TMS involves holding a small electrical device to your head that then delivers magnetic pulses through your skin. It is not clear exactly how TMS works in treating migraines, but studies have shown that using it at the start of a migraine can reduce its severity. It can also be used in combination with the medications mentioned above without interfering with them.
However, TMS is not a cure for migraines and it doesn’t work for everyone. The evidence for its effectiveness is not strong and is limited to people who have migraine with aura.
There is also little evidence about the potential long-term effects of the treatment, although studies into the treatment have so far only reported minor and temporary side effects, including:
NICE recommends that TMS should only be provided by headache specialists in specialist centres, because of the uncertainty about the potential long-term side effects. The specialist will keep a record of your experiences using the treatment.
For more information, see NICE approves migraine magnet therapy.
Treatment for pregnant and breastfeeding women
In general, migraine treatment with medicines should be limited as much as possible when you are pregnant or breastfeeding. Instead, trying to identify and avoid potential migraine triggers is often recommended.

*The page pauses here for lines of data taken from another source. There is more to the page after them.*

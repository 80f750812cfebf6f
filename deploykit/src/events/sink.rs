//! Event sink trait and implementations.

use async_trait::async_trait;
use tracing::{debug, info, Level};

/// Receives stage lifecycle events.
///
/// Sinks are handed to a pipeline explicitly; there is no global sink.
#[async_trait]
pub trait EventSink: Send + Sync {
    /// Emits an event asynchronously.
    ///
    /// # Arguments
    ///
    /// * `event_type` - The type of event (e.g., "stage.started")
    /// * `data` - Optional event data
    async fn emit(&self, event_type: &str, data: Option<serde_json::Value>);

    /// Emits an event without awaiting. Never fails; errors are logged.
    fn try_emit(&self, event_type: &str, data: Option<serde_json::Value>);
}

/// A sink that discards all events.
#[derive(Debug, Clone, Copy, Default)]
pub struct NoOpEventSink;

#[async_trait]
impl EventSink for NoOpEventSink {
    async fn emit(&self, _event_type: &str, _data: Option<serde_json::Value>) {}

    fn try_emit(&self, _event_type: &str, _data: Option<serde_json::Value>) {}
}

/// A sink that writes events to the tracing subscriber.
#[derive(Debug, Clone)]
pub struct LoggingEventSink {
    level: Level,
}

impl Default for LoggingEventSink {
    fn default() -> Self {
        Self { level: Level::INFO }
    }
}

impl LoggingEventSink {
    /// Creates a logging sink at `level`; anything other than DEBUG logs at INFO.
    #[must_use]
    pub fn new(level: Level) -> Self {
        Self { level }
    }

    /// Creates a debug-level logging sink.
    #[must_use]
    pub fn debug() -> Self {
        Self::new(Level::DEBUG)
    }

    fn log_event(&self, event_type: &str, data: Option<&serde_json::Value>) {
        let data = data.map(ToString::to_string).unwrap_or_default();
        if self.level == Level::DEBUG {
            debug!(event_type = %event_type, event_data = %data, "event");
        } else {
            info!(event_type = %event_type, event_data = %data, "event");
        }
    }
}

#[async_trait]
impl EventSink for LoggingEventSink {
    async fn emit(&self, event_type: &str, data: Option<serde_json::Value>) {
        self.log_event(event_type, data.as_ref());
    }

    fn try_emit(&self, event_type: &str, data: Option<serde_json::Value>) {
        self.log_event(event_type, data.as_ref());
    }
}

/// A sink that keeps every event, for tests and embedding hosts.
#[derive(Debug, Default)]
pub struct CollectingEventSink {
    events: parking_lot::RwLock<Vec<(String, Option<serde_json::Value>)>>,
}

impl CollectingEventSink {
    /// Creates a new collecting sink.
    #[must_use]
    pub fn new() -> Self {
        Self::default()
    }

    /// Returns all collected events.
    #[must_use]
    pub fn events(&self) -> Vec<(String, Option<serde_json::Value>)> {
        self.events.read().clone()
    }

    /// Returns the collected event types, in order.
    #[must_use]
    pub fn event_types(&self) -> Vec<String> {
        self.events.read().iter().map(|(t, _)| t.clone()).collect()
    }

    /// Returns the number of collected events.
    #[must_use]
    pub fn len(&self) -> usize {
        self.events.read().len()
    }

    /// Returns true if no events have been collected.
    #[must_use]
    pub fn is_empty(&self) -> bool {
        self.events.read().is_empty()
    }

    /// Returns events whose type starts with `type_prefix`.
    #[must_use]
    pub fn events_of_type(&self, type_prefix: &str) -> Vec<(String, Option<serde_json::Value>)> {
        self.events
            .read()
            .iter()
            .filter(|(t, _)| t.starts_with(type_prefix))
            .cloned()
            .collect()
    }
}

#[async_trait]
impl EventSink for CollectingEventSink {
    async fn emit(&self, event_type: &str, data: Option<serde_json::Value>) {
        self.events.write().push((event_type.to_string(), data));
    }

    fn try_emit(&self, event_type: &str, data: Option<serde_json::Value>) {
        self.events.write().push((event_type.to_string(), data));
    }
}

#[cfg(test)]
mod tests {
    use super::*;

    #[tokio::test]
    async fn test_noop_and_logging_sinks_accept_events() {
        NoOpEventSink.emit("stage.started", None).await;
        let sink = LoggingEventSink::debug();
        sink.emit("stage.completed", Some(serde_json::json!({"stage": "build_image"})))
            .await;
        sink.try_emit("stage.failed", None);
    }

    #[tokio::test]
    async fn test_collecting_sink_filter() {
        let sink = CollectingEventSink::new();
        assert!(sink.is_empty());

        sink.emit("stage.started", None).await;
        sink.emit("stage.completed", None).await;
        sink.try_emit("teardown.started", None);

        assert_eq!(sink.len(), 3);
        assert_eq!(sink.events_of_type("stage.").len(), 2);
        assert_eq!(
            sink.event_types(),
            vec!["stage.started", "stage.completed", "teardown.started"]
        );
    }
}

If medication is essential, then your GP may prescribe you a low-dose painkiller, such as paracetamol. In some cases, anti-inflammatory drugs or triptans may be prescribed. Speak to your GP or midwife before taking medication when you are pregnant or breastfeeding.
During an attack
Most people find that sleeping or lying in a darkened room is the best thing to do when having a migraine attack.
Others find that eating something helps, or they start to feel better once they have been sick.